How Trace Sampling Works

Serverless Framework Dashboard trace sampling is designed to sample at a default rate of 20% for high volume lambda functions, and disable sampling at lower volumes. This is achieved by disabling trace sampling on invocations where the average duration between invocations in the same AWS Lambda function container is less than one per second for 5 consecutive invocations.

These are some common use cases in which trace sampling will be disabled:

  • After a cold start the first 5 invocations will not be sampled.
  • There are less than 1.0 invocations per second on average with consistent (not spiky) invocations.
  • There are far less than 1.0 invocations per second on average, and there is a spike of up to 5 invocations in less than 5 seconds.
  • Invocation generates an error or warning events are never sampled.
  • Sampling is disabled using the SLS_DISABLE_TRACE_SAMPLING environment variable.

On average trace sampling will be disabled in most cases where there are fewer than 2.5 million invocations per month, but may vary depending on the distribution of invocations, cold start rates, and error/warning rates.

Disabling Monitoring & Observability

Disabling An AWS Account

If you wish to disable the Monitoring & Observability features for an entire AWS account, go into the "Settings" > "Integrations" view and click "Remove" on the AWS account you wish to disconnect.
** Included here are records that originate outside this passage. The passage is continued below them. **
//! DAO shell protocol
//!
//! Shared types between the session orchestrator, organization clients and
//! whatever renders the shell. Everything here is plain data and serializes
//! as JSON.

use uuid::Uuid;

pub mod routing;
pub mod snapshot;
pub mod types;

pub use routing::{app_path, parse_path, preferences_search};
pub use snapshot::{IdentityIntentView, SessionSnapshot};
pub use types::*;

/// Generate a new unique ID
pub fn new_id() -> String {
    Uuid::new_v4().to_string()
}
//! Immutable view of the orchestrator state handed to renderers

use serde::{Deserialize, Serialize};

use crate::types::*;

/// Pending request to edit the label of an address
#[derive(Debug, Clone, PartialEq, Eq, Serialize, Deserialize)]
pub struct IdentityIntentView {
    pub address: String,
    pub label: Option<String>,
}

/// Full session state as published after every update
#[derive(Debug, Clone, Default, Serialize, Deserialize)]
pub struct SessionSnapshot {
    pub revision: u64,
    pub locator: Option<Locator>,
    pub has_prev_locator: bool,
    pub dao_address: DaoAddress,
    pub dao_status: LoadStatus,
    pub apps_status: LoadStatus,
    pub apps: Vec<AppInstance>,
    pub app_identifiers: AppIdentifiers,
    pub permissions: Permissions,
    pub permissions_loading: bool,
    pub repos: Vec<RepoInfo>,
    pub can_upgrade_org: bool,
    pub identity_intent: Option<IdentityIntentView>,
    pub transaction_bag: Option<TransactionBag>,
    pub signature_bag: Option<SignatureBag>,
    pub connected: bool,
    pub wallet_account: Option<String>,
    pub client_loaded: bool,
    pub system_apps_opened: bool,
    pub fatal_error: Option<String>,
}

impl SessionSnapshot {
    /// Apps with their identifier label attached, when one is known.
    pub fn apps_with_identifiers(&self) -> Vec<AppInstance> {
        self.apps
            .iter()
            .map(|app| match self.app_identifiers.get(&app.proxy_address) {
                Some(identifier) => AppInstance {
                    identifier: Some(identifier.clone()),
                    ..app.clone()
                },
                None => app.clone(),
            })
            .collect()
    }

    /// Mode to render, if any location has been seen yet.
    pub fn mode(&self) -> Option<AppMode> {
        self.locator.as_ref().map(|l| l.mode)
    }
}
Upon disconnect, Serverless Framework's Platform will automatically remove instrumentation from all AWS Lambda functions (Layers, Environment Variables), remove any resources created by the Serverless Framework Platform upon integration, and destroy the CloudFormation Stack containing the AWS IAM Role used to integrate into the account.

Please note that if you remove an Integration, if you immediately create a new Integration, this may cause the new Integration to take up to 20 minutes to fully work again due to AWS Resource quirks.

Disabling A Service

If you wish to disable Serverless Framework's Monitoring & Observability features within a specific Serverless Framework Service, you can do so with the YAML configuration below. Doing this will prevent an AWS account from being integrated, and prevent your AWS Lambda functions from being instrumented:

custom:
  enterprise:
    disableMonitoringSetup: true

Disabling Trace Sampling

Trace Sampling happens automatically. It is measured individually for each AWS Lambda function (it's not account wide), and kicks in when your AWS Lambda function does 1-2 million invocations a month, or when it receives a burst of invocations.

To disable Trace Sample, you can set the following Environment Variable in your serverless.yml:

provider:
  environment:
    SLS_DISABLE_TRACE_SAMPLING

You can also set the environment property on individual functions in serverless.yml

Disabling AWS Span Collection

Serverless Framework will instrument the use of the AWS SDK to show use of AWS services by your Lambda function. This information provides a valuable visualization of what is happening inside your Lambda function, including how long calls to services like DynamoDB, S3 and others are taking.

If you wish to disable AWS Span collection, set the following Environment Variable in your serverless.yml:

provider:
  environment:
    SLS_DISABLE_AWS_SDK_MONITORING: true

You can also set the environment property on individual functions in serverless.yml

Disabling HTTP Span Collection

Serverless Framework will instrument the use of HTTP(s) by your Lambda function. Much like the AWS Spans, HTTP(s) spans will provide a visualization of the external communication that your function is invoking, including the duration of those sessions.

If you wish to disable Http Span collection, set the following Environment Variable in your serverless.yml:

provider:
  environment:
    SLS_DISABLE_HTTP_MONITORING: true

You can also set the environment property on individual functions in serverless.yml.